In the United States and Canada, the use of ultraviolet light irradiation for the disinfection of wastewater has become the accepted alternative to chlorination or chlorination/dechlorination. There are several reasons for this move away from a proven technology. For example, because of current Uniform Fire Codes, containment requirements for volatile gases like chlorine, and public health concerns, municipalities are limited in the amounts of chlorine that can be stored in a water treatment plant. Moreover, the dechlorination process uses yet another chemical pollutant, sulfur dioxide, to remove chlorine from the effluent before discharged into the receiving water. Thus, and because chlorination/dechlorination of wastewater produces possible carcinogens in addition to destroying aquatic biota in the receiving waters, USEPAs started to look for an alternative wastewater disinfection system.

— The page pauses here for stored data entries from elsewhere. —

//! XTMF model - model-system graph, module registry and wiring
//!
//! Module types register a descriptor in a [`ModuleRegistry`]. A serialized
//! model system is parsed by [`format`] into a [`ModelSystem`] graph, then
//! [`LiveModelSystem::construct`] instantiates and wires it.
//! To add a runtime module: create the file in src/modules/, register below.

pub mod construct;
pub mod error;
pub mod format;
pub mod graph;
pub mod hook;
pub mod module;
pub mod modules;
pub mod parameter;
pub mod registry;
pub mod runtime;

pub use construct::LiveModelSystem;
pub use error::{ModelError, ModuleError};
pub use graph::{
    Boundary, Link, LinkTarget, LinkTargets, ModelSystem, ModelSystemStructure, Point,
    StructureId, StructureKind,
};
pub use hook::{Binding, Cardinality, MultiHook, SingleHook};
pub use module::{panic_message, Module, ModuleRef};
pub use parameter::ParameterParser;
pub use registry::{HookDescriptor, LiveModule, ModuleBuilder, ModuleDescriptor, ModuleRegistry};
pub use runtime::{ModuleContext, NullReporter, RunReporter, XtmfRuntime};

/// Create the registry holding every built-in runtime module.
///
/// Edit this function to add or remove built-in modules.
pub fn default_registry() -> ModuleRegistry {
    let mut registry = ModuleRegistry::new();

    // --- Control flow ---
    registry.register(modules::execute::descriptor());
    registry.register(modules::execute::parallel_descriptor());
    registry.register(modules::wait::descriptor());

    // --- Reporting ---
    registry.register(modules::status::descriptor());
    registry.register(modules::status::progress_descriptor());

    // --- Preconditions and failure ---
    registry.register(modules::require_directory::descriptor());
    registry.register(modules::fail::descriptor());

    registry
}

Various governments, municipalities (Das 2002, 2004; Das and Ekstrom 1999; Ecology 1998; LOTT 1994; USEPA 1986, 1992b), and corporations have sponsored research (Loge et al. 1996; Scheible 1987; Scheible and Forndran 1986; White 2010) that shows that the UV disinfection of wastewater was effective and economical. Another most important development was the parallel flow open channel modular UV system. This new design of the UV system for wastewater in the early 1980s opened up UV disinfection for both the retrofit market and new wastewater treatment plants. To promote a friendlier discharge to the marine environment, designers have begun to prefer alternative disinfection technologies, which emphasize sustainable and clean ecological disinfectants – such a clean technology is UV disinfection.
The Chlorination (Disinfection) Process
Despite the acknowledged advantages of disinfection by means of UV irradiation, however, chlorine continues to be the most widely used chemical for the disinfection of wastewater in the United States and elsewhere. The major advantages of chlorine over alternative disinfectants are cost‐effectiveness, reliability, and efficacy against a host of pathogenic organisms. We turn now to a detailed examination of the chlorination process.

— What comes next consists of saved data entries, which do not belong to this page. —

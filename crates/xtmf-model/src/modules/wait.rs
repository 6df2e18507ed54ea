//! Wait: an action that blocks for its configured number of milliseconds

use crate::module::Module;
use crate::registry::ModuleDescriptor;
use std::time::Duration;

pub const WAIT_TYPE: &str = "XTMF2.RuntimeModules.Wait";

pub struct Wait {
    millis: u64,
}

impl Module for Wait {
    fn invoke(&self) -> anyhow::Result<()> {
        std::thread::sleep(Duration::from_millis(self.millis));
        Ok(())
    }
}

pub fn descriptor() -> ModuleDescriptor {
    ModuleDescriptor::builder(WAIT_TYPE, |_| Wait { millis: 0 })
        .parameter::<u64>(|m, millis| m.millis = millis)
        .build()
}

When chlorine (Cl2) is dissolved in freshwater, a mixture of hypochlorous acid (HOCl) and hydrochlorite ion (OCl−) is formed (Eq. 6.2). Chlorine exists predominantly as HOCl below pH 7.6 and as OCl− above pH 7.6. HOCl and/or OCl− is defined as free available chlorine, with the hypochlorous acid being the primary disinfectant.

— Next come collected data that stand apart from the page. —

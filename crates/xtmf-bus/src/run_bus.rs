//! RunBus: the run process's side of the client link
//!
//! A run process executes at most one run. The bus keeps reading while the
//! run executes, so `KillRun` can end the process at any time. `CancelRun`
//! for the executing run and `ClientExiting` stop the reading and take
//! effect once no run is executing.

use crate::bus::Bus;
use crate::stream::{forward_outbound, BoxReader, Duplex, MessageWriter};
use std::future::Future;
use std::pin::Pin;
use std::sync::{Arc, OnceLock};
use tokio::sync::mpsc;
use tokio_util::sync::CancellationToken;
use tracing::{debug, error, info, warn};
use xtmf_core::{BusConfig, InboundCommand, OutboundCommand, Result, RunId};
use xtmf_model::XtmfRuntime;
use xtmf_run::{panic_message, InProcessExecutor, RunContext, RunExecutor};

/// Why a run bus stopped.
#[derive(Debug, Clone, Copy, PartialEq, Eq)]
pub enum BusExit {
    /// The client asked the process to exit.
    Requested,
    /// The client killed the run; the process should exit at once.
    Killed,
    /// The link closed.
    Disconnected,
    /// The bus was disposed.
    Disposed,
}

pub struct RunBus {
    bus: Bus<Result<BusExit>>,
    active: Arc<OnceLock<RunId>>,
}

impl RunBus {
    pub fn start(stream: Duplex, runtime: Arc<XtmfRuntime>, config: BusConfig) -> Self {
        let active = Arc::new(OnceLock::new());
        let loop_active = active.clone();
        let bus = Bus::spawn(stream, config, move |reader, writer, cancel| {
            run_bus_loop(reader, writer, cancel, runtime, loop_active)
        });
        Self { bus, active }
    }

    /// The run this process was asked to execute, once it has been.
    pub fn active_run(&self) -> Option<RunId> {
        self.active.get().cloned()
    }

    /// Wait for the bus to stop on its own.
    pub async fn wait(&self) -> Result<BusExit> {
        self.bus.join().await?
    }

    pub async fn dispose(&self) {
        self.bus.dispose().await;
    }
}

async fn run_bus_loop(
    reader: BoxReader,
    writer: MessageWriter,
    cancel: CancellationToken,
    runtime: Arc<XtmfRuntime>,
    active: Arc<OnceLock<RunId>>,
) -> Result<BusExit> {
    info!("RunBus started");
    let (events_tx, events_rx) = mpsc::unbounded_channel();
    let forwarder = tokio::spawn(forward_outbound(events_rx, writer.clone()));
    let run_done = CancellationToken::new();
    let mut running = false;
    let mut exit_requested = false;

    let mut pending = read_next(reader);

    let exit = loop {
        if exit_requested && !running {
            break Ok(BusExit::Requested);
        }
        let command = tokio::select! {
            biased;
            _ = cancel.cancelled() => break Ok(BusExit::Disposed),
            _ = run_done.cancelled(), if running => {
                running = false;
                continue;
            }
            (reader, read) = &mut pending, if !exit_requested => {
                pending = read_next(reader);
                read
            }
        };
        match command {
            Ok(Some(InboundCommand::RunModelSystem(request))) => {
                let id = request.id.clone();
                if active.set(id.clone()).is_err() {
                    warn!(run_id = %id, "run process already executed a run; rejecting");
                    let _ = events_tx.send(OutboundCommand::RunFailed {
                        run_id: id,
                        message: "run process already executed a run".into(),
                        stack_trace: String::new(),
                    });
                    continue;
                }
                info!(run_id = %id, start = %request.start_path, "run received");
                running = true;
                let context = RunContext::from_request(request, runtime.clone());
                let events = events_tx.clone();
                let done = run_done.clone();
                tokio::spawn(async move {
                    let run_events = events.clone();
                    let result = tokio::spawn(async move {
                        InProcessExecutor.execute(context, run_events).await
                    })
                    .await;
                    let failure = match result {
                        Ok(Ok(())) => None,
                        Ok(Err(e)) => Some(e.to_string()),
                        Err(e) if e.is_panic() => Some(panic_message(e.into_panic().as_ref())),
                        Err(e) => Some(e.to_string()),
                    };
                    if let Some(message) = failure {
                        error!(run_id = %id, "run execution failed: {}", message);
                        let _ = events.send(OutboundCommand::RunFailed {
                            run_id: id,
                            message,
                            stack_trace: String::new(),
                        });
                    }
                    done.cancel();
                });
            }
            Ok(Some(InboundCommand::CancelRun { run_id })) => {
                if active.get() == Some(&run_id) {
                    debug!(run_id = %run_id, "cancel requested");
                    exit_requested = true;
                } else {
                    debug!(run_id = %run_id, "cancel for a run this process is not executing");
                }
            }
            Ok(Some(InboundCommand::KillRun { run_id })) => {
                info!(run_id = %run_id, "kill requested");
                break Ok(BusExit::Killed);
            }
            Ok(Some(InboundCommand::ClientExiting)) => exit_requested = true,
            Ok(None) => break Ok(BusExit::Disconnected),
            Err(e) if e.is_disconnect() => break Ok(BusExit::Disconnected),
            Err(e) => {
                error!("RunBus link faulted: {}", e);
                break Err(e);
            }
        }
    };

    if matches!(exit, Ok(BusExit::Requested)) {
        let _ = events_tx.send(OutboundCommand::ClientExiting);
        drop(events_tx);
        // Every sender is gone once the run finished, so this drains and ends.
        let _ = forwarder.await;
    } else {
        forwarder.abort();
    }
    info!("RunBus stopped: {:?}", exit);
    exit
}

type ReadOutput = (BoxReader, Result<Option<InboundCommand>>);
type PendingRead = Pin<Box<dyn Future<Output = ReadOutput> + Send>>;

/// One read that owns the reader. It stays alive across `select!` passes, so
/// a message is never split between two reads.
fn read_next(mut reader: BoxReader) -> PendingRead {
    Box::pin(async move {
        let read = InboundCommand::read(&mut reader).await;
        (reader, read)
    })
}
#[test]
fn working_directory_is_entered_created_and_restored() {
    let _cwd = cwd_lock();
    let before = std::env::current_dir().unwrap();
    let root = TempDir::new().unwrap();
    let dir = root.path().join("nested").join("run");
    let seen = Arc::new(Mutex::new(None));
    let ms = start_to(ModelSystemStructure::module(id(1), "cwd", "Test.CwdRecorder"));
    let runtime = runtime_recording_cwd(seen.clone());
    let (outcome, _, _) = execute(context("r1", &ms, &dir, "start1", runtime));
    assert_eq!(outcome, RunOutcome::Completed);
    assert_eq!(std::env::current_dir().unwrap(), before);

    let seen = seen.lock().unwrap().clone().unwrap();
    assert_eq!(seen.canonicalize().unwrap(), dir.canonicalize().unwrap());
    assert!(RunResults::load(&dir).unwrap().unwrap().completed);
}

#[test]
fn working_directory_is_restored_after_failure() {
    let _cwd = cwd_lock();
    let before = std::env::current_dir().unwrap();
    let dir = TempDir::new().unwrap();
    let ms = start_to(ModelSystemStructure::module(id(1), "panics", "Test.Panic"));
    let (outcome, _, _) = execute(context("r1", &ms, dir.path(), "start1", runtime()));
    assert!(!outcome.is_completed());
    assert_eq!(std::env::current_dir().unwrap(), before);
}

#[test]
fn context_converts_to_and_from_request() {
    let dir = TempDir::new().unwrap();
    let ctx = context("r9", &hello(), dir.path(), "start1", runtime());
    let request = ctx.to_request();
    assert_eq!(request.id, RunId::new("r9"));
    assert_eq!(request.start_path, "start1");
    let back = RunContext::from_request(request, runtime());
    assert_eq!(back.working_directory(), dir.path());
    assert_eq!(back.model_system(), ctx.model_system());
}

// ===========================================================================
// Scheduler
// ===========================================================================

#[derive(Default)]
struct Timeline {
    spans: Mutex<Vec<(String, Instant, Instant)>>,
}

/// Sleeps per run and records when each run started and ended.
struct SlowExecutor {
    timeline: Arc<Timeline>,
    delay: Duration,
}

#[async_trait]
impl RunExecutor for SlowExecutor {
    async fn execute(&self, context: RunContext, events: RunEvents) -> anyhow::Result<()> {
        let started = Instant::now();
        tokio::time::sleep(self.delay).await;
        match context.id().as_str() {
            "error" => anyhow::bail!("executor broke"),
            "panic" => panic!("executor panicked"),
            _ => {}
        }
        self.timeline
            .spans
            .lock()
            .unwrap()
            .push((context.id().to_string(), started, Instant::now()));
        let _ = events.send(OutboundCommand::FinishedRun {
            run_id: context.id().clone(),
        });
        Ok(())
    }
}

fn slow_scheduler(
    delay_ms: u64,
) -> (
    Scheduler,
    Arc<Timeline>,
    mpsc::UnboundedReceiver<OutboundCommand>,
) {
    let timeline = Arc::new(Timeline::default());
    let (tx, rx) = mpsc::unbounded_channel();
    let executor = Arc::new(SlowExecutor {
        timeline: timeline.clone(),
        delay: Duration::from_millis(delay_ms),
    });
    (Scheduler::new(executor, tx), timeline, rx)
}

fn queued(run: &str) -> RunContext {
    RunContext::new(RunId::new(run), Bytes::new(), "unused", "start1", runtime())
}

async fn terminal(
    rx: &mut mpsc::UnboundedReceiver<OutboundCommand>,
    count: usize,
) -> Vec<OutboundCommand> {
    let mut out = Vec::new();
    while out.len() < count {
        let command = tokio::time::timeout(Duration::from_secs(10), rx.recv())
            .await
            .expect("timed out waiting for run messages")
            .expect("event channel closed");
        if command.is_terminal() {
            out.push(command);
        }
    }
    out
}

#[tokio::test]
async fn scheduler_runs_one_at_a_time_in_order() {
    let (scheduler, timeline, mut rx) = slow_scheduler(50);
    scheduler.run(queued("r1"));
    scheduler.run(queued("r2"));
    terminal(&mut rx, 2).await;

    let spans = timeline.spans.lock().unwrap().clone();
    assert_eq!(spans.len(), 2);
    assert_eq!(spans[0].0, "r1");
    assert_eq!(spans[1].0, "r2");
    assert!(spans[1].1 >= spans[0].2, "r2 started before r1 completed");
    scheduler.shutdown().await;
}

#[tokio::test]
async fn failing_run_is_reported_and_next_run_still_executes() {
    let (scheduler, timeline, mut rx) = slow_scheduler(1);
    scheduler.run(queued("error"));
    scheduler.run(queued("panic"));
    scheduler.run(queued("ok"));
    let messages = terminal(&mut rx, 3).await;

    assert!(matches!(
        &messages[0],
        OutboundCommand::RunFailed { run_id, message, .. }
            if run_id.as_str() == "error" && message == "executor broke"
    ));
    assert!(matches!(
        &messages[1],
        OutboundCommand::RunFailed { run_id, message, .. }
            if run_id.as_str() == "panic" && message == "executor panicked"
    ));
    assert_eq!(messages[2], OutboundCommand::FinishedRun { run_id: RunId::new("ok") });
    assert_eq!(timeline.spans.lock().unwrap().len(), 1);
    scheduler.shutdown().await;
}

#[tokio::test]
async fn cancelled_queued_run_never_starts() {
    let (scheduler, timeline, mut rx) = slow_scheduler(20);
    scheduler.run(queued("r1"));
    scheduler.run(queued("r2"));
    scheduler.run(queued("r3"));
    assert_eq!(scheduler.pending(), 3);
    assert!(scheduler.cancel(&RunId::new("r2")));
    assert!(!scheduler.cancel(&RunId::new("unknown")));
    terminal(&mut rx, 2).await;
    scheduler.shutdown().await;

    let ran: Vec<String> = timeline.spans.lock().unwrap().iter().map(|s| s.0.clone()).collect();
    assert_eq!(ran, vec!["r1", "r3"]);
    assert!(drain(&mut rx).is_empty());
}

/// Blocks each run until released.
struct GateExecutor {
    entered: Arc<Notify>,
    release: Arc<Notify>,
}

#[async_trait]
impl RunExecutor for GateExecutor {
    async fn execute(&self, context: RunContext, events: RunEvents) -> anyhow::Result<()> {
        self.entered.notify_one();
        self.release.notified().await;
        let _ = events.send(OutboundCommand::FinishedRun {
            run_id: context.id().clone(),
        });
        Ok(())
    }
}

#[tokio::test]
async fn current_run_and_shutdown_wait_for_active_run() {
    let entered = Arc::new(Notify::new());
    let release = Arc::new(Notify::new());
    let (tx, mut rx) = mpsc::unbounded_channel();
    let scheduler = Arc::new(Scheduler::new(
        Arc::new(GateExecutor {
            entered: entered.clone(),
            release: release.clone(),
        }),
        tx,
    ));
    assert_eq!(scheduler.current_run(), None);
    scheduler.run(queued("r1"));
    scheduler.run(queued("r2"));
    entered.notified().await;
    assert_eq!(scheduler.current_run(), Some(RunId::new("r1")));

    let stopping = {
        let scheduler = scheduler.clone();
        tokio::spawn(async move { scheduler.shutdown().await })
    };
    tokio::time::sleep(Duration::from_millis(20)).await;
    assert!(!stopping.is_finished());
    release.notify_one();
    stopping.await.unwrap();

    // r1 finished; r2 never started
    assert_eq!(drain(&mut rx), vec![OutboundCommand::FinishedRun { run_id: RunId::new("r1") }]);
    assert_eq!(scheduler.current_run(), None);
    scheduler.shutdown().await;
}

#[tokio::test]
async fn in_process_executor_reports_status_then_finished() {
    let dir = TempDir::new().unwrap();
    let (tx, mut rx) = mpsc::unbounded_channel();
    let scheduler = Scheduler::new(Arc::new(InProcessExecutor), tx);
    let _cwd = cwd_lock();
    scheduler.run(context("r1", &hello(), dir.path(), "start1", runtime()));
    terminal(&mut rx, 1).await;
    scheduler.shutdown().await;
    drop(_cwd);

    assert!(RunResults::load(dir.path()).unwrap().unwrap().completed);
}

Mono‐, di‐, and tri‐chloramines (NH2Cl, NHCl2, and NHCl3) are formed when chlorine reacts with nitrogen present in secondary effluent in the form of ammonia. Municipal effluents usually contain all these forms of chlorine in some proportion and taken together they are known as “total residual chlorine” (TRC). Because saltwater contains bromide, the addition of chlorine to saltwater will also form hypobromous acid (HOBr), hypobromous ion (OBr−), and bromamines.
Chlorine is typically supplied as liquefied gas in cylinders. Chlorinators apply gaseous chlorine to a feed stream which is then injected into a mixing zone in the chlorine contact chambers. Initial mixing and effective contact times are essential for good process performance. Generally, contact periods of 15–30 minutes are required at peak flow (USEPA, 1985).